▸ Problem requirements: Write out exactly the first lines of the listing, ending on the line that contains "the setup required when a room opens".

▸ Input material:
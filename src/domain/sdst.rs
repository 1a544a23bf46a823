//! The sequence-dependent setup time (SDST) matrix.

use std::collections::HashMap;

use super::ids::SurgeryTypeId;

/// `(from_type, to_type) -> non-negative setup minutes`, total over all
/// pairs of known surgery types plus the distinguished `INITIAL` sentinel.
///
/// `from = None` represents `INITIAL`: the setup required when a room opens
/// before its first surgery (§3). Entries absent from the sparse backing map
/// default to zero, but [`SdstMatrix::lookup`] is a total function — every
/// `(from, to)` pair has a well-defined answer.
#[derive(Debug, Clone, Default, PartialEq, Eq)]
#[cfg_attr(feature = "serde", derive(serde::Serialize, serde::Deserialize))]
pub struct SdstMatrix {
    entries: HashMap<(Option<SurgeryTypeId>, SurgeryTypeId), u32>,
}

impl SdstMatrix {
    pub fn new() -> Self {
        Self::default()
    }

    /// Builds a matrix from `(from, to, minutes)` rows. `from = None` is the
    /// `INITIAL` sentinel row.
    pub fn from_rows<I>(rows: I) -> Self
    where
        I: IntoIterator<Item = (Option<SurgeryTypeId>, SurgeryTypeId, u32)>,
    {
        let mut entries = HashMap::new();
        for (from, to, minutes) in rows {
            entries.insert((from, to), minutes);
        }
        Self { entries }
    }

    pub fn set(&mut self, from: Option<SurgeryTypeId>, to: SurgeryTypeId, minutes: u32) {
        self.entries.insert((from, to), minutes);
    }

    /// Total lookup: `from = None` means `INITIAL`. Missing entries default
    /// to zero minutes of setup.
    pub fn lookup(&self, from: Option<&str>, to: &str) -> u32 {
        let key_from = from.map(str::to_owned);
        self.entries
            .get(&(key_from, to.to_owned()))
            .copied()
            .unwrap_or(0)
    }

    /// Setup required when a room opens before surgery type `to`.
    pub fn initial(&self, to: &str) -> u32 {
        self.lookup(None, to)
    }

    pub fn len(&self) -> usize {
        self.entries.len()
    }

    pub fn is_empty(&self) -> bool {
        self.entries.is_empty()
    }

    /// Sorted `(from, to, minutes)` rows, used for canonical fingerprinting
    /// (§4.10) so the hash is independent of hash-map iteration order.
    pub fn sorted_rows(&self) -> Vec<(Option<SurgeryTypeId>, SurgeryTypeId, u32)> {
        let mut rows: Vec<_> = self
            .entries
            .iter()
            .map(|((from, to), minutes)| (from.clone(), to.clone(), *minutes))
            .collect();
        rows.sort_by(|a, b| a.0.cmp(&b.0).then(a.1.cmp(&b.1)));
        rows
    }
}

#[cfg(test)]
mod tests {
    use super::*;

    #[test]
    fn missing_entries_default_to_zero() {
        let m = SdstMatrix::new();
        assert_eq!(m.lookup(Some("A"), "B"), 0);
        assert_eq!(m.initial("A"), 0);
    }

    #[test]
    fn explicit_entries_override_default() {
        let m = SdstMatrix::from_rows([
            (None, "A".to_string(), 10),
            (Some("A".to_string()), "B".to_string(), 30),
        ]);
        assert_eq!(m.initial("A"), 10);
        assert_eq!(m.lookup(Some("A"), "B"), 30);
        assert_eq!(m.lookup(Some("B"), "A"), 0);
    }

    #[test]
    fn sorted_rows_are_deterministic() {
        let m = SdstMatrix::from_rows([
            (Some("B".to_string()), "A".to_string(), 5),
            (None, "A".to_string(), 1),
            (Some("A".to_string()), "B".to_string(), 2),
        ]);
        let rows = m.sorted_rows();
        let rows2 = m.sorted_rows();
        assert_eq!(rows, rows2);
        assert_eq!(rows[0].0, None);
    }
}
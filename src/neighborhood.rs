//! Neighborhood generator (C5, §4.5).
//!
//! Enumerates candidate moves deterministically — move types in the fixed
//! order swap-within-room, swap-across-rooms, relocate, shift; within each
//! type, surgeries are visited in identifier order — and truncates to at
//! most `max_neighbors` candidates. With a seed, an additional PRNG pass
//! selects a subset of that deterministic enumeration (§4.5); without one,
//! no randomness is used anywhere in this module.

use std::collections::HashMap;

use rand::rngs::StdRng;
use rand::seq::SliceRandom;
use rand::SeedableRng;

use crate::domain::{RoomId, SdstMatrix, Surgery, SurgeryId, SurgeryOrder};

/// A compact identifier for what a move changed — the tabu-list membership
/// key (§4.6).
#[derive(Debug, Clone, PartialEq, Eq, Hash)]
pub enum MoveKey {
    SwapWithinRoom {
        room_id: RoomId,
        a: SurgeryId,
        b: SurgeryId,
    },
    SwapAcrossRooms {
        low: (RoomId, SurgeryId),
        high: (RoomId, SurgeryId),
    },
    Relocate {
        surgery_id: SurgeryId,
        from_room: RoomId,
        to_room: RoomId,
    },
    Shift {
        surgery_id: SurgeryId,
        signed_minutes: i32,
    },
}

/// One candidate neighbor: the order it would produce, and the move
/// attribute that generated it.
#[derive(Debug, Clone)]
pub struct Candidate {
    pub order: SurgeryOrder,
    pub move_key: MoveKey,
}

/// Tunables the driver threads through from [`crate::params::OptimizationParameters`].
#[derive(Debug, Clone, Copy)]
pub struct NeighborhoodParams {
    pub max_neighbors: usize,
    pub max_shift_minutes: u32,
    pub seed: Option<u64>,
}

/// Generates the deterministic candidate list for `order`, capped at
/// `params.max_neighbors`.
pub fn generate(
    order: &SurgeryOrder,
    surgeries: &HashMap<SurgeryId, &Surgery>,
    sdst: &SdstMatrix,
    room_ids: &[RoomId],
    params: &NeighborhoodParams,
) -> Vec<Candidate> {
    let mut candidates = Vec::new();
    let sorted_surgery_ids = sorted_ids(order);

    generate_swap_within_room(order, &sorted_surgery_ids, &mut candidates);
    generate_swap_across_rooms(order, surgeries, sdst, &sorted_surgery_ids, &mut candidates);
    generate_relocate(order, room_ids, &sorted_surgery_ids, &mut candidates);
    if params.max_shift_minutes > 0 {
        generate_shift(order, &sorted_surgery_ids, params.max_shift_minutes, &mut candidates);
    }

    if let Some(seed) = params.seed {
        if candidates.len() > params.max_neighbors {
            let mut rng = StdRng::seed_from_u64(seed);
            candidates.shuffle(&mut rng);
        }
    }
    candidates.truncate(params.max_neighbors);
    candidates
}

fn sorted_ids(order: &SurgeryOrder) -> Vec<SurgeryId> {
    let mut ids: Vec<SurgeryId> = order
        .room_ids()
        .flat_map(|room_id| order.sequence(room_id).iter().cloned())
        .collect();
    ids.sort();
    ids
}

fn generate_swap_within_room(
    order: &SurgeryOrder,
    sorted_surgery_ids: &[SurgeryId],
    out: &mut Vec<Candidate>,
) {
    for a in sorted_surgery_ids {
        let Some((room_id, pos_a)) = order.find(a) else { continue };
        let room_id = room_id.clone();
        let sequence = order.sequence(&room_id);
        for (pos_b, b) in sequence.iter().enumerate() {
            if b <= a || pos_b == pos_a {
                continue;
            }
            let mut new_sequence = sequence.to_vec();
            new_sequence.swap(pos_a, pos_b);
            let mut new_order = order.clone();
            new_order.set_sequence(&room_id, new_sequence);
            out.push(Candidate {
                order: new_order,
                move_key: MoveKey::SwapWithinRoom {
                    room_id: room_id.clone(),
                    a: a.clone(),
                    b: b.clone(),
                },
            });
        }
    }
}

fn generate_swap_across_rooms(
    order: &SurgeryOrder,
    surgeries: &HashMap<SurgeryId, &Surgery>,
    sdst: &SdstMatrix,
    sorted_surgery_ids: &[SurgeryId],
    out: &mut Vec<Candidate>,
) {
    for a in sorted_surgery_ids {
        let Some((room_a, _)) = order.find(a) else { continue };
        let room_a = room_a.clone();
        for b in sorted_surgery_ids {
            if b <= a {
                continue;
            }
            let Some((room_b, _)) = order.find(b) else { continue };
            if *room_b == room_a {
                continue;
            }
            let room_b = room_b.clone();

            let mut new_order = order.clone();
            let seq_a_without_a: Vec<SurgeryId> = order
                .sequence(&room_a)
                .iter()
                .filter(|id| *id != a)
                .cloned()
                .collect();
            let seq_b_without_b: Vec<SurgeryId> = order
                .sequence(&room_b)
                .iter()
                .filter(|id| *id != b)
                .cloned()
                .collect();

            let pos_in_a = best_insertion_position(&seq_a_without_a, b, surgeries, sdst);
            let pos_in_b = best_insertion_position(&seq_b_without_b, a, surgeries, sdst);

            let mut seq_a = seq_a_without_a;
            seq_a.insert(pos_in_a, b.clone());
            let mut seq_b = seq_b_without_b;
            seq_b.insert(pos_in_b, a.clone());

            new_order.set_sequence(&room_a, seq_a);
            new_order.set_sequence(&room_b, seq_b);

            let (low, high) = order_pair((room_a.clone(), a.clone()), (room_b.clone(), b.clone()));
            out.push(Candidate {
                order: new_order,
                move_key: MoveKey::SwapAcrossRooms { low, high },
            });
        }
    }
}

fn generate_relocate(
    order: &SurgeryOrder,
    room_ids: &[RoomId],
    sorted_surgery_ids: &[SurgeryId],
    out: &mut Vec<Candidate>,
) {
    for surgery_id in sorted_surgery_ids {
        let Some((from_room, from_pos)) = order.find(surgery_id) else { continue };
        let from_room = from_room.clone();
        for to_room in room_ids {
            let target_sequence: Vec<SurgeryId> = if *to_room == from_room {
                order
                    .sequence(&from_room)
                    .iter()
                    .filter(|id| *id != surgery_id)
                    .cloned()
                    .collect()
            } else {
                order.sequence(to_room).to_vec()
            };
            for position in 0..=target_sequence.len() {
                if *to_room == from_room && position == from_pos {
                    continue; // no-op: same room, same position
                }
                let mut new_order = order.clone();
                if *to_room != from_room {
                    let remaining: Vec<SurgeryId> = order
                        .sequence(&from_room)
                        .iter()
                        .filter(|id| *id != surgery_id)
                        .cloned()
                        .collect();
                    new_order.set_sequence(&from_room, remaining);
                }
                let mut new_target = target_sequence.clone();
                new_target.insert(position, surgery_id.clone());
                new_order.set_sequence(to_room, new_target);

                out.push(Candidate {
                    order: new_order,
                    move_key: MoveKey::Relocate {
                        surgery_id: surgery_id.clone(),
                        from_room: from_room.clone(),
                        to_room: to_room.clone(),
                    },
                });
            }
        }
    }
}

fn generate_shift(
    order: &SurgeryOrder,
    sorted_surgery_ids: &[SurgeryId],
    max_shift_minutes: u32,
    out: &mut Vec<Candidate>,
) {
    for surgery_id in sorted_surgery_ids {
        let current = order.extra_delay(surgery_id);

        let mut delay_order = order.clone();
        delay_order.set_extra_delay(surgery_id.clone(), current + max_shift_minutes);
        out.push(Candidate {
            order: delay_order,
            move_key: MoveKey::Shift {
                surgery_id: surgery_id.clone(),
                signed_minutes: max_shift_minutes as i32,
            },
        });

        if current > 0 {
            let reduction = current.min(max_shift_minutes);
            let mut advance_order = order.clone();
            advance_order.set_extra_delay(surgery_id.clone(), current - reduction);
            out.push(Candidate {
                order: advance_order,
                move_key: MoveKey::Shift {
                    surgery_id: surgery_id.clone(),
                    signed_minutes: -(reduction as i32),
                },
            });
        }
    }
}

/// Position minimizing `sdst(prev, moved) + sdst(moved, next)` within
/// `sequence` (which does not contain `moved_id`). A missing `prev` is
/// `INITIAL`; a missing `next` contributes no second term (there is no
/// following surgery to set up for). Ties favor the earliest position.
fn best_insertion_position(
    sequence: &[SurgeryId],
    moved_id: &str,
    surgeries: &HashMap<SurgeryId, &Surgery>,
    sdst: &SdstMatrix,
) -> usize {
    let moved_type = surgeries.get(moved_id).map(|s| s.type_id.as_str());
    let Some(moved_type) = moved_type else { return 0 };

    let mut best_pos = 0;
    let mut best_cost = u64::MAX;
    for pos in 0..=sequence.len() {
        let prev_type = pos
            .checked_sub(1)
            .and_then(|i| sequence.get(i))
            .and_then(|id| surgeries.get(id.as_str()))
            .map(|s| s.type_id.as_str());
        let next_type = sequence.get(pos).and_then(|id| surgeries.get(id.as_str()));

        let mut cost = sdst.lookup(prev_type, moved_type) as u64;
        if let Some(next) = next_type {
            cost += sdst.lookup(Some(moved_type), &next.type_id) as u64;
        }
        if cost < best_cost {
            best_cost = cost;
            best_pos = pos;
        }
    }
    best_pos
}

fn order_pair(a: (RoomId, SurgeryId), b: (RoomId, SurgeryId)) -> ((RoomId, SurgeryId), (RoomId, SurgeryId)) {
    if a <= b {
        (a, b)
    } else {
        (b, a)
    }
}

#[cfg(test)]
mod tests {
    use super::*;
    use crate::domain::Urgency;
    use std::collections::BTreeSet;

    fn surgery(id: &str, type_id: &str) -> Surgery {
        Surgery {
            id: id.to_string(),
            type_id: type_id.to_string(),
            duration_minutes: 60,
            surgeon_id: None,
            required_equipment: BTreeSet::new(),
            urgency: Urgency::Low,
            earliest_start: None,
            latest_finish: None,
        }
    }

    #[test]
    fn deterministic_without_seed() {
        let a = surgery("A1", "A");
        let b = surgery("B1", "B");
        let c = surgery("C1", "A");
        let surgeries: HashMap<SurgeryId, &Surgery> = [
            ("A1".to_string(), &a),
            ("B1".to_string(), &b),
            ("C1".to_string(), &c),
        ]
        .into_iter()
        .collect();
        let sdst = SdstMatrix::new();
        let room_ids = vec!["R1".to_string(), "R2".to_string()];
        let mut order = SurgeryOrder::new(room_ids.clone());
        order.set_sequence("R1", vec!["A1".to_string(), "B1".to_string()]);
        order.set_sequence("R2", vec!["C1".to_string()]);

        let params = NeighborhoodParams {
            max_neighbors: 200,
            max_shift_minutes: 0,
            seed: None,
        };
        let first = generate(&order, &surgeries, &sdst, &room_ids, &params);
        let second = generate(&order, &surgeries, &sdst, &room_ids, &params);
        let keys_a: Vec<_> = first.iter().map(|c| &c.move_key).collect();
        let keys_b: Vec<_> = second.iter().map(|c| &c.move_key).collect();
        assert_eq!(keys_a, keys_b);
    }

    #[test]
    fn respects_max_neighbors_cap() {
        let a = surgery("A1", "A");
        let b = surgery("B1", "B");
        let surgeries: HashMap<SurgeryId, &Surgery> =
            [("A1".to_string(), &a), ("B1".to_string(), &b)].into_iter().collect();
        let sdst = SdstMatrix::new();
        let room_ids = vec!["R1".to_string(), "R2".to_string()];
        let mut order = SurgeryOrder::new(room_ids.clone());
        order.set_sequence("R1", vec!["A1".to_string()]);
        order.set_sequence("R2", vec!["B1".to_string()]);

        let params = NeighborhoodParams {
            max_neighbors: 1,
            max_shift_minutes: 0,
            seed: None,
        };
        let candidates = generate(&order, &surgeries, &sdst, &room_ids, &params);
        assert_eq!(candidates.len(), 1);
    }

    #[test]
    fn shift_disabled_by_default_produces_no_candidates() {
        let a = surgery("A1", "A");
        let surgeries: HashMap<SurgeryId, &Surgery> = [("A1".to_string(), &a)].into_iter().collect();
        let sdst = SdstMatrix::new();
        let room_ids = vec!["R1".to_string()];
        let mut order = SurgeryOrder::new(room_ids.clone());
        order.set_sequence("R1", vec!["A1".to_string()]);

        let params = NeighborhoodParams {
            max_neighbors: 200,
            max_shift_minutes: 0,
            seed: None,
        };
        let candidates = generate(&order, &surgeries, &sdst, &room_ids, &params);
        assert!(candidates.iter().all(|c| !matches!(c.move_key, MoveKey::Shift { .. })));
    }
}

▸ Answer for this exercise:
filename src/domain/sdst.rs
repository 1a544a23bf46a823
//! The sequence-dependent setup time (SDST) matrix.

use std::collections::HashMap;

use super::ids::SurgeryTypeId;

/// `(from_type, to_type) -> non-negative setup minutes`, total over all
/// pairs of known surgery types plus the distinguished `INITIAL` sentinel.
///
/// `from = None` represents `INITIAL`: the setup required when a room opens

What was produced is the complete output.